*** Opening of Material provided ***
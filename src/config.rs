use crate::error::{ConfigError, CostError};
use crate::provider::Resource;
use crate::window::TimeWindow;
use anyhow::{Context, Result};
use chrono::{DateTime, Duration, Utc};
use serde::{Deserialize, Serialize};
use std::path::{Path, PathBuf};

#[derive(Debug, Clone, Serialize, Deserialize)]
#[serde(default)]
pub struct Config {
    pub aws: AwsConfig,
    pub window: WindowConfig,
    pub metrics: MetricsConfig,
    pub stream: StreamConfig,
    pub pricing: PricingConfig,
    /// Resources to price. Tag-based discovery happens upstream.
    pub resources: Vec<Resource>,
}

#[derive(Debug, Clone, Serialize, Deserialize)]
pub struct AwsConfig {
    /// Region the priced resources live in
    pub region: String,
    /// Region hosting the pricing API endpoint
    pub pricing_region: String,
}

#[derive(Debug, Clone, Serialize, Deserialize)]
pub struct WindowConfig {
    /// How far behind "now" the window closes, to let metrics settle
    pub delay_secs: u64,
    pub length_secs: u64,
}

#[derive(Debug, Clone, Serialize, Deserialize)]
pub struct MetricsConfig {
    /// Namespace the per-resource cost metric is published under
    pub namespace: String,
    pub cost_metric_name: String,
    pub service_dimension: String,
    pub resource_dimension: String,
    pub period_secs: u32,
}

/// Product attributes that narrow price lookups
#[derive(Debug, Clone, Serialize, Deserialize)]
pub struct PricingConfig {
    /// `databaseEngine` attribute for managed database prices
    pub database_engine: String,
    /// `deploymentOption` attribute for managed database prices
    pub database_deployment: String,
    /// `volumeType` attribute for managed database storage
    pub database_volume_type: String,
}

#[derive(Debug, Clone, Serialize, Deserialize)]
pub struct StreamConfig {
    pub name: Option<String>,
    pub partition_key: String,
}

impl Default for Config {
    fn default() -> Self {
        Self {
            aws: AwsConfig {
                region: "eu-west-1".to_string(),
                pricing_region: "us-east-1".to_string(),
            },
            window: WindowConfig {
                delay_secs: 600,
                length_secs: 300,
            },
            metrics: MetricsConfig {
                namespace: "CostStream".to_string(),
                cost_metric_name: "Cost".to_string(),
                service_dimension: "ServiceName".to_string(),
                resource_dimension: "ResourceId".to_string(),
                period_secs: 60,
            },
            stream: StreamConfig {
                name: None,
                partition_key: "cost".to_string(),
            },
            pricing: PricingConfig {
                database_engine: "PostgreSQL".to_string(),
                database_deployment: "Single-AZ".to_string(),
                database_volume_type: "General Purpose".to_string(),
            },
            resources: Vec::new(),
        }
    }
}

impl Config {
    pub fn load(path: Option<&Path>) -> Result<Self> {
        let config_path = if let Some(p) = path {
            p.to_path_buf()
        } else {
            // Try .coststream.toml in current dir, then ~/.config/coststream/config.toml
            let local = PathBuf::from(".coststream.toml");
            if local.exists() {
                local
            } else {
                dirs::config_dir()
                    .map(|d| d.join("coststream").join("config.toml"))
                    .unwrap_or_else(|| PathBuf::from(".coststream.toml"))
            }
        };

        if config_path.exists() {
            let content = std::fs::read_to_string(&config_path)
                .with_context(|| format!("Failed to read config: {}", config_path.display()))?;
            let config: Config = toml::from_str(&content)
                .map_err(|e| CostError::from(ConfigError::ParseError(e.to_string())))
                .with_context(|| {
                    let mut err = format!("Failed to parse config: {}", config_path.display());
                    err.push_str("\n  Common issues:");
                    err.push_str("\n    - Invalid TOML syntax");
                    err.push_str("\n    - Missing required fields");
                    err.push_str("\n    - Unknown service kind in [[resources]]");
                    err.push_str("\n  Tip: Run 'coststream init' to create a new config file");
                    err
                })?;
            config.validate()?;
            Ok(config)
        } else {
            if path.is_some() {
                tracing::warn!(
                    "Config file not found: {}, using default configuration",
                    config_path.display()
                );
            }
            Ok(Config::default())
        }
    }

    pub fn save(&self, path: &Path) -> Result<()> {
        let content = toml::to_string_pretty(self).context("Failed to serialize config")?;
        std::fs::write(path, content)
            .with_context(|| format!("Failed to write config: {}", path.display()))?;
        Ok(())
    }

    pub fn validate(&self) -> std::result::Result<(), CostError> {
        if self.aws.region.trim().is_empty() {
            return Err(ConfigError::MissingField("aws.region".to_string()).into());
        }
        if self.window.length_secs < 60 {
            return Err(ConfigError::InvalidValue {
                field: "window.length_secs".to_string(),
                reason: "must span at least one minute".to_string(),
            }
            .into());
        }
        if self.metrics.period_secs == 0 || self.metrics.period_secs % 60 != 0 {
            return Err(ConfigError::InvalidValue {
                field: "metrics.period_secs".to_string(),
                reason: "must be a positive multiple of 60".to_string(),
            }
            .into());
        }
        Ok(())
    }

    /// The window a run started at `now` should price.
    pub fn window_at(&self, now: DateTime<Utc>) -> std::result::Result<TimeWindow, CostError> {
        TimeWindow::trailing(
            now,
            Duration::seconds(self.window.delay_secs as i64),
            Duration::seconds(self.window.length_secs as i64),
        )
    }

    pub fn stream_name(&self) -> std::result::Result<&str, CostError> {
        self.stream
            .name
            .as_deref()
            .ok_or_else(|| ConfigError::MissingField("stream.name".to_string()).into())
    }
}

pub fn init_config(output: &Path) -> Result<()> {
    let config = Config::default();
    config.save(output)?;
    println!("Created config file: {}", output.display());
    Ok(())
}

#[cfg(test)]
mod tests {
    use super::*;
    use crate::provider::ServiceKind;
    use tempfile::TempDir;

    #[test]
    fn test_config_default() {
        let config = Config::default();
        assert_eq!(config.window.length_secs, 300);
        assert_eq!(config.metrics.period_secs, 60);
        assert!(config.resources.is_empty());
        assert!(config.validate().is_ok());
    }

    #[test]
    fn test_config_save_and_load() {
        let temp_dir = TempDir::new().unwrap();
        let config_path = temp_dir.path().join("test_config.toml");

        let mut config = Config::default();
        config.stream.name = Some("cost-stream".to_string());
        config.resources = vec![
            Resource::new("orders", ServiceKind::KeyValueTable),
            Resource::new("checkout", ServiceKind::ComputeFunction),
        ];
        assert!(config.save(&config_path).is_ok());

        let loaded = Config::load(Some(&config_path)).unwrap();
        assert_eq!(loaded.resources, config.resources);
        assert_eq!(loaded.stream_name().unwrap(), "cost-stream");
    }

    #[test]
    fn test_config_load_nonexistent() {
        let temp_dir = TempDir::new().unwrap();
        let fake_path = temp_dir.path().join("nonexistent.toml");

        let config = Config::load(Some(&fake_path)).unwrap();
        assert_eq!(config.window.delay_secs, 600);
    }

    #[test]
    fn test_config_load_invalid_toml() {
        let temp_dir = TempDir::new().unwrap();
        let config_path = temp_dir.path().join("invalid.toml");
        std::fs::write(&config_path, "invalid toml content {").unwrap();

        assert!(Config::load(Some(&config_path)).is_err());
    }

    #[test]
    fn test_validate_rejects_short_window() {
        let mut config = Config::default();
        config.window.length_secs = 30;
        assert!(config.validate().is_err());
    }

    #[test]
    fn test_validate_rejects_odd_period() {
        let mut config = Config::default();
        config.metrics.period_secs = 90;
        assert!(config.validate().is_err());
    }

    #[test]
    fn test_missing_stream_name() {
        let config = Config::default();
        assert!(matches!(
            config.stream_name(),
            Err(CostError::Config(ConfigError::MissingField(_)))
        ));
    }

    #[test]
    fn test_partial_config_uses_defaults() {
        let temp_dir = TempDir::new().unwrap();
        let config_path = temp_dir.path().join("partial.toml");
        std::fs::write(
            &config_path,
            "[[resources]]\nid = \"orders\"\nservice = \"key_value_table\"\n",
        )
        .unwrap();

        let config = Config::load(Some(&config_path)).unwrap();
        assert_eq!(config.resources, vec![Resource::new("orders", ServiceKind::KeyValueTable)]);
        assert_eq!(config.aws.region, "eu-west-1");
    }

    #[test]
    fn test_init_config() {
        let temp_dir = TempDir::new().unwrap();
        let config_path = temp_dir.path().join("init_test.toml");

        assert!(init_config(&config_path).is_ok());
        let config = Config::load(Some(&config_path)).unwrap();
        assert_eq!(config.aws.pricing_region, "us-east-1");
    }
}
//! Artifact layout and naming for bundler outputs.

/// Directory the bundler writes finished artifacts to
pub const DIST_DIR: &str = "dist";
/// Intermediate working directory created by the bundler
pub const BUILD_DIR: &str = "build";

/// Executable suffix on the current platform.
pub fn artifact_suffix() -> &'static str {
    if cfg!(target_os = "windows") {
        ".exe"
    } else {
        ""
    }
}

/// Name of the fresh bundler output for an app.
pub fn artifact_name(name: &str) -> String {
    format!("{}{}", name, artifact_suffix())
}

/// Name of the finalized artifact with the version stamped in.
pub fn versioned_artifact_name(name: &str, version: &str) -> String {
    format!("{}_v{}{}", name, version, artifact_suffix())
}

#[cfg(test)]
mod tests {
    use super::*;

    #[test]
    fn artifact_name_uses_platform_suffix() {
        let name = artifact_name("CrossTrans");
        if cfg!(target_os = "windows") {
            assert_eq!(name, "CrossTrans.exe");
        } else {
            assert_eq!(name, "CrossTrans");
        }
    }

    #[test]
    fn versioned_name_embeds_version() {
        let name = versioned_artifact_name("CrossTrans", "2.1.0");
        if cfg!(target_os = "windows") {
            assert_eq!(name, "CrossTrans_v2.1.0.exe");
        } else {
            assert_eq!(name, "CrossTrans_v2.1.0");
        }
    }
}
//! Removal of bundler output directories.

use crate::targets::{BUILD_DIR, DIST_DIR};
use std::fs;
use std::io;
use std::path::{Path, PathBuf};

/// Errors from cleaning.
#[derive(Debug)]
pub enum CleanError {
    Remove { path: PathBuf, source: io::Error },
}

impl std::fmt::Display for CleanError {
    fn fmt(&self, f: &mut std::fmt::Formatter<'_>) -> std::fmt::Result {
        match self {
            CleanError::Remove { path, source } => {
                write!(f, "failed to remove {}: {}", path.display(), source)
            }
        }
    }
}

impl std::error::Error for CleanError {
    fn source(&self) -> Option<&(dyn std::error::Error + 'static)> {
        match self {
            CleanError::Remove { source, .. } => Some(source),
        }
    }
}

/// Remove the build and dist directories. Returns the paths removed.
///
/// Unlike the finalizer's build-directory cleanup, a failure here is an
/// error: the caller asked for the removal explicitly.
pub fn run(project_dir: &Path) -> Result<Vec<PathBuf>, CleanError> {
    let mut removed = Vec::new();
    for dir in [BUILD_DIR, DIST_DIR] {
        let path = project_dir.join(dir);
        if path.exists() {
            fs::remove_dir_all(&path).map_err(|e| CleanError::Remove {
                path: path.clone(),
                source: e,
            })?;
            removed.push(path);
        }
    }
    Ok(removed)
}
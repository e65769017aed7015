use std::path::PathBuf;
use std::process;

use clap::{Parser, Subcommand};
use crosstrans_build::commands::icon::IconOutcome;
use crosstrans_build::commands::{clean, icon, release, version};
use crosstrans_build::spec::{BundleSpec, SPEC_FILENAME};

#[derive(Parser)]
#[command(name = "crosstrans-build")]
#[command(about = "Release pipeline for the CrossTrans desktop app")]
#[command(version)]
struct Cli {
    #[command(subcommand)]
    command: Commands,
}

#[derive(Subcommand)]
enum Commands {
    /// Run the full release pipeline (icon, version, bundle, finalize)
    Release {
        /// Project directory containing bundle.json
        #[arg(default_value = ".")]
        project_dir: PathBuf,

        /// Build a console executable regardless of the bundle spec
        #[arg(long)]
        console: bool,
    },
    /// Remove the build and dist directories
    Clean {
        /// Project directory containing bundle.json
        #[arg(default_value = ".")]
        project_dir: PathBuf,
    },
    /// Convert a PNG into a multi-resolution application icon
    Icon {
        /// Source PNG image
        png: PathBuf,
        /// Target ICO path
        ico: PathBuf,
    },
    /// Extract and print the application version
    Version {
        /// Project directory containing bundle.json
        #[arg(default_value = ".")]
        project_dir: PathBuf,
    },
    /// Load and validate the bundle spec without building
    Check {
        /// Project directory containing bundle.json
        #[arg(default_value = ".")]
        project_dir: PathBuf,
    },
    /// Write a starter bundle.json into the project directory
    Init {
        /// Project directory to initialize
        #[arg(default_value = ".")]
        project_dir: PathBuf,
    },
}

fn main() {
    let cli = Cli::parse();

    match cli.command {
        Commands::Release {
            project_dir,
            console,
        } => match release::run(&project_dir, console) {
            Ok(_) => {}
            Err(e) => {
                eprintln!("Error: {}", e);
                process::exit(e.exit_code());
            }
        },
        Commands::Clean { project_dir } => match clean::run(&project_dir) {
            Ok(removed) => {
                if removed.is_empty() {
                    println!("Nothing to remove");
                }
                for path in removed {
                    println!("Removed {}", path.display());
                }
            }
            Err(e) => {
                eprintln!("Error: {}", e);
                process::exit(1);
            }
        },
        Commands::Icon { png, ico } => match icon::run(&png, &ico) {
            Ok(IconOutcome::Created) => {
                println!("Created {}", ico.display());
            }
            Ok(IconOutcome::AlreadyExists) => {
                println!("{} already exists, leaving it untouched", ico.display());
            }
            Err(e) => {
                eprintln!("Error: {}", e);
                process::exit(3);
            }
        },
        Commands::Version { project_dir } => {
            let spec = match BundleSpec::load_from_project(&project_dir) {
                Ok(spec) => spec,
                Err(e) => {
                    eprintln!("Error: {}", e);
                    process::exit(2);
                }
            };
            match version::run(&project_dir, &spec) {
                Ok(app_version) => {
                    println!("{}", app_version);
                }
                Err(e) => {
                    eprintln!("Error: {}", e);
                    process::exit(4);
                }
            }
        }
        Commands::Check { project_dir } => {
            let result = BundleSpec::load_from_project(&project_dir)
                .and_then(|spec| spec.validate(&project_dir).map(|()| spec));
            match result {
                Ok(spec) => {
                    println!(
                        "Spec OK: {} (entry {}, {} data dirs, {} hidden imports, {} excludes)",
                        spec.name,
                        spec.entry,
                        spec.data.len(),
                        spec.hidden_imports.len(),
                        spec.excludes.len()
                    );
                }
                Err(e) => {
                    eprintln!("Error: {}", e);
                    process::exit(2);
                }
            }
        }
        Commands::Init { project_dir } => {
            let path = project_dir.join(SPEC_FILENAME);
            if path.exists() {
                eprintln!("Error: {} already exists", path.display());
                process::exit(2);
            }
            match BundleSpec::default().save(&path) {
                Ok(()) => {
                    println!("Wrote {}", path.display());
                }
                Err(e) => {
                    eprintln!("Error: {}", e);
                    process::exit(2);
                }
            }
        }
    }
}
*** Close of Material provided ***
* **What the task asks**:
In the records above, find the line with "pub fn load(path: Option<&Path>)"; write out exactly that line and each one after it, stopping after the line with "dir, then ~/.config/coststream/config.toml".

* **Answer space**:
    pub fn load(path: Option<&Path>) -> Result<Self> {
        let config_path = if let Some(p) = path {
            p.to_path_buf()
        } else {
            // Try .coststream.toml in current dir, then ~/.config/coststream/config.toml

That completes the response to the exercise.